Stored data entries:

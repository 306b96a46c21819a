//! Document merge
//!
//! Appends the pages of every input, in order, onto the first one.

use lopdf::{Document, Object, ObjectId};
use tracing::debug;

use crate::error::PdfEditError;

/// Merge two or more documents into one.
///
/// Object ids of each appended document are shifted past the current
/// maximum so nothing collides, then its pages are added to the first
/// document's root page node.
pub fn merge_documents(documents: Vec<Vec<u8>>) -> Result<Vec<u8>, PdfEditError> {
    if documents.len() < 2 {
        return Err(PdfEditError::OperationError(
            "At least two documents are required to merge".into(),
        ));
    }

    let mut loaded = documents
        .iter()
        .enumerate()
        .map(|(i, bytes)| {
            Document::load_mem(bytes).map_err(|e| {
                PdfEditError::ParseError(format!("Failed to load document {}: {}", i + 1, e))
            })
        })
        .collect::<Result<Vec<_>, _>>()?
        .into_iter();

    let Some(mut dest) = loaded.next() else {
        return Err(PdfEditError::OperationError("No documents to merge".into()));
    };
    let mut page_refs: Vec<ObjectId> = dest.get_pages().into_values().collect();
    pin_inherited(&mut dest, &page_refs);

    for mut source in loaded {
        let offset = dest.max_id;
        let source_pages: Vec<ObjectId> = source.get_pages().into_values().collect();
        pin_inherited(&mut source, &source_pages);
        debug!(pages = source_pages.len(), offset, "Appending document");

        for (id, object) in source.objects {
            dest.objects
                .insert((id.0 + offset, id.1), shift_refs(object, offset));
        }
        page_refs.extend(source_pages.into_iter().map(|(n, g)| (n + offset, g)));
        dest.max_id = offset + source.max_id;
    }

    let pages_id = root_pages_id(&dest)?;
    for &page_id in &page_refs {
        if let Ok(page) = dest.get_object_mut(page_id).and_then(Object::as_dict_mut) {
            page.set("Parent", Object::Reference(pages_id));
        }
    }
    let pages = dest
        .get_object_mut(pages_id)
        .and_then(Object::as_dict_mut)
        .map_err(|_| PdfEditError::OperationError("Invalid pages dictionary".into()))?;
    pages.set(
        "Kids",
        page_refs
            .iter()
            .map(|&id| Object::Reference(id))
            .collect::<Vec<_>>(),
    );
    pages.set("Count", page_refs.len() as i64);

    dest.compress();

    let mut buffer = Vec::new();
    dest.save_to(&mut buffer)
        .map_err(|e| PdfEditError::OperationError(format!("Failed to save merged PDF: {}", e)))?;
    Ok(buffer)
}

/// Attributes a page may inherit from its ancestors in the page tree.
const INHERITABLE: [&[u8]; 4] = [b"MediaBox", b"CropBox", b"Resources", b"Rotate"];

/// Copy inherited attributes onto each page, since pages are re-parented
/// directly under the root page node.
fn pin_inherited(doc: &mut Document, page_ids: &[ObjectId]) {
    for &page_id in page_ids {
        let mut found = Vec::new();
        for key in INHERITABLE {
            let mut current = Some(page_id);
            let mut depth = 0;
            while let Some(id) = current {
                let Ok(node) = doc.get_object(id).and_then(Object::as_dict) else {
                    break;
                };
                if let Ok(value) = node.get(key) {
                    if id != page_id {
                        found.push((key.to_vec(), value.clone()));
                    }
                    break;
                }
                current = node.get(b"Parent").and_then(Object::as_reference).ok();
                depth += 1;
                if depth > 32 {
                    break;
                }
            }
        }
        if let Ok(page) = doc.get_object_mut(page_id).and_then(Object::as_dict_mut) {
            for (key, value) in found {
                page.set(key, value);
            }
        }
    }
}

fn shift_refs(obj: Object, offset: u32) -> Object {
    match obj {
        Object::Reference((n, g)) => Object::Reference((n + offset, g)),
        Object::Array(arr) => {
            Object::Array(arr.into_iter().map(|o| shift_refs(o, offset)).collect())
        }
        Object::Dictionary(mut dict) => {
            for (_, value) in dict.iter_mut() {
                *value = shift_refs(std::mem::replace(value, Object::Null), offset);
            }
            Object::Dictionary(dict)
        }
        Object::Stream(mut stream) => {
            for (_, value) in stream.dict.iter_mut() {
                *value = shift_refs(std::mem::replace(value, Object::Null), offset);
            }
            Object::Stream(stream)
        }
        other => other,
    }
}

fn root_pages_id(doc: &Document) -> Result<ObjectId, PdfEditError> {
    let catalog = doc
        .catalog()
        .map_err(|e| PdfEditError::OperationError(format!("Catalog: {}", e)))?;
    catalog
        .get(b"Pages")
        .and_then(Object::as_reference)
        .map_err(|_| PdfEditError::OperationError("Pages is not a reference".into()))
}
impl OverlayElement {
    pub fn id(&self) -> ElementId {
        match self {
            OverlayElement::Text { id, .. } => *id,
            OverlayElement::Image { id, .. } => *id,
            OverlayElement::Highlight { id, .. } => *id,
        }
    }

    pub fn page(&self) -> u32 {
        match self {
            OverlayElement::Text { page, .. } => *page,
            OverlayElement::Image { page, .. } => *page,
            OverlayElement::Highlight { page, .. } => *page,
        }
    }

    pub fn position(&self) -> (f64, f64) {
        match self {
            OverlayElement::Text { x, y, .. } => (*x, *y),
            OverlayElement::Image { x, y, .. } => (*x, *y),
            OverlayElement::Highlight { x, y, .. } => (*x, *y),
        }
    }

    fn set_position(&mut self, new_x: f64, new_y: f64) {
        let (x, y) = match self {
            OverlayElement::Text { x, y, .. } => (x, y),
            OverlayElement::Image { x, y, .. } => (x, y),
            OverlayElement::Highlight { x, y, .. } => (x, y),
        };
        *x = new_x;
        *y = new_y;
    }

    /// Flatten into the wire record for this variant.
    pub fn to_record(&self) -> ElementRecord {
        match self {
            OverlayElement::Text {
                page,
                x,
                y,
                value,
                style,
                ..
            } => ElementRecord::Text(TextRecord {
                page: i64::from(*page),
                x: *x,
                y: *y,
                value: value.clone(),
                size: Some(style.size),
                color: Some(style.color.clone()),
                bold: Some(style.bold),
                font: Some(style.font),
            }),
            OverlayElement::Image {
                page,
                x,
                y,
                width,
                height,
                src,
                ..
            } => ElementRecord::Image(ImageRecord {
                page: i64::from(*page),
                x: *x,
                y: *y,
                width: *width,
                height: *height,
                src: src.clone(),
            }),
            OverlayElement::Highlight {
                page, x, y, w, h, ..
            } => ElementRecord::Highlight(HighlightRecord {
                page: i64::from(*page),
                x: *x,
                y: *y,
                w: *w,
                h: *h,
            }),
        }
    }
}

WHAT THIS TASK INVOLVES =>
Copy every line of the data where "Failed" is found.

EXPECTED ANSWER =>
                PdfEditError::ParseError(format!("Failed to load document {}: {}", i + 1, e))
        .map_err(|e| PdfEditError::OperationError(format!("Failed to save merged PDF: {}", e)))?;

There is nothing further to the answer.